Excerpts from a dataset
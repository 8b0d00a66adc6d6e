// SPDX-License-Identifier: BUSL-1.1
// Copyright (c) 2026 Alfred Jean LLC

use super::*;

#[test]
fn display_includes_kind_and_message() {
    let fault = Fault::new(ErrorKind::RouteError, "rooter socket missing");
    assert_eq!(fault.to_string(), "route_error: rooter socket missing");
}

#[test]
fn transient_classification() {
    assert!(Fault::new(ErrorKind::MachineryTransient, "").is_transient());
    assert!(Fault::new(ErrorKind::NodeUnreachable, "").is_transient());
    assert!(!Fault::new(ErrorKind::MachineryFatal, "").is_transient());
    assert!(!Fault::new(ErrorKind::ConfigInvalid, "").is_transient());
}

#[test]
fn serde_round_trip() {
    let fault = Fault::new(ErrorKind::NoMatchingMachine, "linux/22.04");
    let json = serde_json::to_string(&fault).unwrap();
    assert!(json.contains("no_matching_machine"));
    let back: Fault = serde_json::from_str(&json).unwrap();
    assert_eq!(back, fault);
}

■ **AIM OF THE TASK**:
Go through the data and return every record exactly.

■ **SOLUTION TO THIS TASK**:
repository 8b0d00a66adc6d6e
// SPDX-License-Identifier: BUSL-1.1
// Copyright (c) 2026 Alfred Jean LLC

use super::*;

#[test]
fn display_includes_kind_and_message() {
    let fault = Fault::new(ErrorKind::RouteError, "rooter socket missing");
    assert_eq!(fault.to_string(), "route_error: rooter socket missing");
}

#[test]
fn transient_classification() {
    assert!(Fault::new(ErrorKind::MachineryTransient, "").is_transient());
    assert!(Fault::new(ErrorKind::NodeUnreachable, "").is_transient());
    assert!(!Fault::new(ErrorKind::MachineryFatal, "").is_transient());
    assert!(!Fault::new(ErrorKind::ConfigInvalid, "").is_transient());
}

#[test]
fn serde_round_trip() {
    let fault = Fault::new(ErrorKind::NoMatchingMachine, "linux/22.04");
    let json = serde_json::to_string(&fault).unwrap();
    assert!(json.contains("no_matching_machine"));
    let back: Fault = serde_json::from_str(&json).unwrap();
    assert_eq!(back, fault);
}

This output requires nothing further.